(Il titolo non è casuale, per chi non lo sa, va detto che Joyce che cito nel titolo è quello che s’è inventato lo stream of consciousness, il flusso di pensieri ergo questa sarà una lettura ardua, ma piena di cose belle e brutte, insomma non fatevi troppe domande e abbandonatevi a quel che accadrà)
Fumo.
Tu passi e guardi l’acqua del fiume che scorre. Faccio un altro tiro. Tu passi e parli al telefono di chissà cosa, ma sicuramente a tuo dire “andrebbe messo al contrario”. Butto via il fumo appena ingoiato. Voi due poi, non litigate, c’è talmente tanta merda, non contribuite anche voi e prendetevi quelle cazzo di mani e guardatevi negli occhi.
Fumo ancora. Più nervoso. Inizio a guardarmi intorno con più frenesia.
E tu chi sei seduta sulla sdraio? Non ci conosciamo. Se ti guardo, eviti gli occhi. A questo siamo arrivati oggi. Butto la sigaretta e voglio bere. Voglio bere? A quest’ora non credo sia il caso. Ma si invece, cosa me ne frega, tu sei lontana lontanissima da qua e nemmeno resta l’idea di un niente che mi rubava l’aria.
Birra per favore, tre euro e cinquanta, li mortacci tua, da me costa meno, a Roma non ci vivrò mai, me lo prometto, me lo riprometto, però Roma non è male, forse un giorno. Squilla. No, col cazzo che rispondo, questa irrealtà non me la rubi. Tutto bene qui si, e voi. Ah è stato poco bene?
Mi raccomando riposati. Chiudo all’americana, come nelle serie tv, mi do un tono, non dico ciao. Non saluto più nessuno. Che belli che siete voi, vorrei invidiarvi, potrei farlo, il mio amore era più bello, non devo invidiare nessuno. Forse solo per il fatto che era e non sarà, o magari se lo desidero con tutto il cuore accadrà e il futuro sarà altro. Chissà se chiedessi a tutta Roma di concentrarsi per un istante sul mio desiderio cosa accadrebbe. Facciamo una prova.

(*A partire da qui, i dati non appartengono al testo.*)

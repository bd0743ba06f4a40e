use chrono::NaiveDate;
use ik_otomasyon::models::{LeaveRequest, LeaveStatus, LeaveType};
use ik_otomasyon::repository::csv::split_delimited;
use ik_otomasyon::repository::{CsvLeaveRepository, LeaveRepository};
use std::io::Write;
use tempfile::NamedTempFile;

fn write_csv(lines: &[&str]) -> NamedTempFile {
    let mut file = NamedTempFile::new().expect("Geçici dosya oluşturulamadı");
    writeln!(file, "Id,Employee Name,Leave Type,From,To,Status").unwrap();
    for line in lines {
        writeln!(file, "{}", line).unwrap();
    }
    file
}

#[tokio::test]
async fn test_rows_are_parsed_into_leave_requests() {
    let file = write_csv(&[
        "1,Jane Doe,CAN - FMLA,2025-03-10,2025-03-12,Pending Approval",
        "2,John Smith,CAN - Personal,2025-04-01,2025-04-02,Approved",
    ]);

    let repository = CsvLeaveRepository::new(file.path());
    let requests = repository.leave_requests(None).await.unwrap();

    assert_eq!(requests.len(), 2);
    assert_eq!(requests[0].leave_type(), LeaveType::Annual);
    assert_eq!(
        requests[0].from_date(),
        NaiveDate::from_ymd_opt(2025, 3, 10).unwrap()
    );
    assert_eq!(requests[0].status(), LeaveStatus::PendingApproval);
    assert_eq!(requests[0].employee_name(), Some("Jane Doe"));

    assert_eq!(requests[1].leave_type(), LeaveType::Sick);
    assert_eq!(requests[1].status(), LeaveStatus::Approved);
}

#[tokio::test]
async fn test_employee_name_filter_is_substring_match() {
    let file = write_csv(&[
        "1,Jane Doe,CAN - FMLA,2025-03-10,2025-03-12,Pending Approval",
        "2,John Smith,CAN - Personal,2025-04-01,2025-04-02,Approved",
    ]);

    let repository = CsvLeaveRepository::new(file.path());
    let requests = repository.leave_requests(Some("Doe")).await.unwrap();

    assert_eq!(requests.len(), 1);
    assert_eq!(requests[0].employee_name(), Some("Jane Doe"));
}

#[tokio::test]
async fn test_quoted_field_keeps_embedded_delimiter() {
    let file = write_csv(&[r#"1,"Smith, John",CAN - FMLA,2025-01-01,2025-01-03,Pending Approval"#]);

    let repository = CsvLeaveRepository::new(file.path());
    let requests = repository.leave_requests(None).await.unwrap();

    assert_eq!(requests.len(), 1);
    assert_eq!(requests[0].employee_name(), Some("Smith, John"));
}

#[tokio::test]
async fn test_missing_file_is_hard_error() {
    let repository = CsvLeaveRepository::new("boyle-bir-dosya-yok.csv");
    let result = repository.leave_requests(None).await;
    assert!(result.is_err());
}

#[tokio::test]
async fn test_by_employee_returns_first_match_or_none() {
    let file = write_csv(&[
        "1,Jane Doe,CAN - FMLA,2025-03-10,2025-03-12,Pending Approval",
        "2,Jane Doe,CAN - Personal,2025-05-01,2025-05-02,Approved",
    ]);

    let repository = CsvLeaveRepository::new(file.path());

    let first = repository
        .leave_request_by_employee("Jane Doe")
        .await
        .unwrap()
        .expect("Kayıt bekleniyordu");
    assert_eq!(first.leave_type(), LeaveType::Annual);

    let none = repository
        .leave_request_by_employee("Nonexistent")
        .await
        .unwrap();
    assert!(none.is_none());
}

#[tokio::test]
async fn test_unrecognized_labels_fall_back_to_defaults() {
    let file = write_csv(&["1,Jane Doe,Gibberish,2025-03-10,2025-03-12,???"]);

    let repository = CsvLeaveRepository::new(file.path());
    let requests = repository.leave_requests(None).await.unwrap();

    assert_eq!(requests[0].leave_type(), LeaveType::Annual);
    assert_eq!(requests[0].status(), LeaveStatus::PendingApproval);
}

#[tokio::test]
async fn test_short_rows_are_skipped() {
    let file = write_csv(&[
        "1,Jane Doe,CAN - FMLA,2025-03-10,2025-03-12,Pending Approval",
        "eksik,satir",
    ]);

    let repository = CsvLeaveRepository::new(file.path());
    let requests = repository.leave_requests(None).await.unwrap();
    assert_eq!(requests.len(), 1);
}

// İki repository stratejisi aynı veriden alan alan eşit nesne üretmeli.
// UI stratejisi canlı tarayıcı istediği için burada CSV çıktısı, UI
// satırının geçeceği aynı eşleme yolundan elle kurulan beklentiyle
// karşılaştırılır.
#[tokio::test]
async fn test_csv_output_matches_equivalent_hand_built_request() {
    let file = write_csv(&["1,Jane Doe,CAN - FMLA,2025-03-10,2025-03-12,Approved"]);

    let repository = CsvLeaveRepository::new(file.path());
    let from_csv = repository
        .leave_request_by_employee("Jane Doe")
        .await
        .unwrap()
        .expect("Kayıt bekleniyordu");

    let expected = LeaveRequest::new(
        LeaveType::from_label("CAN - FMLA"),
        NaiveDate::from_ymd_opt(2025, 3, 10).unwrap(),
        NaiveDate::from_ymd_opt(2025, 3, 12).unwrap(),
        None,
        Some("Jane Doe".to_string()),
    )
    .unwrap()
    .with_status(LeaveStatus::from_label("Approved"));

    assert_eq!(from_csv, expected);
}

#[test]
fn test_split_delimited_property_from_quoted_line() {
    let fields = split_delimited(r#""Smith, John",FMLA,2025-01-01,2025-01-03,Pending"#);
    assert_eq!(fields.len(), 5);
    assert_eq!(fields[0], "Smith, John");
}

Roma tutta, basta cazzate per favore, ora tutti con me chiudete gli occhi, non ora, prima finite di leggere poi quando scriverò ora (non questo) chiuderete le palpebre e vi concentrerete su questa cosa che deve cambiare corso. Cosa non posso dirlo fino in fondo, è giusto mantenere il mistero. Immaginate però un fiume, ci siamo? Ora iniziate a mettere tutto quello che vi piace e rendetelo il rio più bello del creato, qualche albero tagliato che i difetti li abbiamo tutti, poi metteteci anche l’acqua impetuosa ma chiara come il vetro dell’ultimo whisky ingoiato controvoglia. Cristallina. Ora immaginate che questo fiume per un attimo ha preso un corso in una direzione sbagliata e sta lasciando una città senza acqua, per una qualche ragione inspiegabile anche senza aria. Ora ci concentriamo forte e quando dico ora, immaginiamo che quel corso faccia un salto, si mandi a fanculo da solo e vada a dare di nuovo vita a quel villaggio, dove fra l’altro non vi ho detto che vivono anche i puffi, cui dovete molto della vostra infanzia, quindi fate poco i preziosi e concentratevi. Ora.
Grazie, vi farò sapere se a qualcosa è servito.
Scusa hai un accendino? Si, no scusa, devo averlo lasciato in macchina, ma cosa gli frega a lui dov’è mi ha chiesto se ce l’ho mica se l’ho dimenticato da qualche parte. Però in realtà non ho mica mentito, voglio dire io un accendino ce l’ho, il fatto che non sia nella mia tasca non significa che io non possegga l’oggetto. È nero, mi piace di quello che hanno tutti, ma il mio sta bene con me.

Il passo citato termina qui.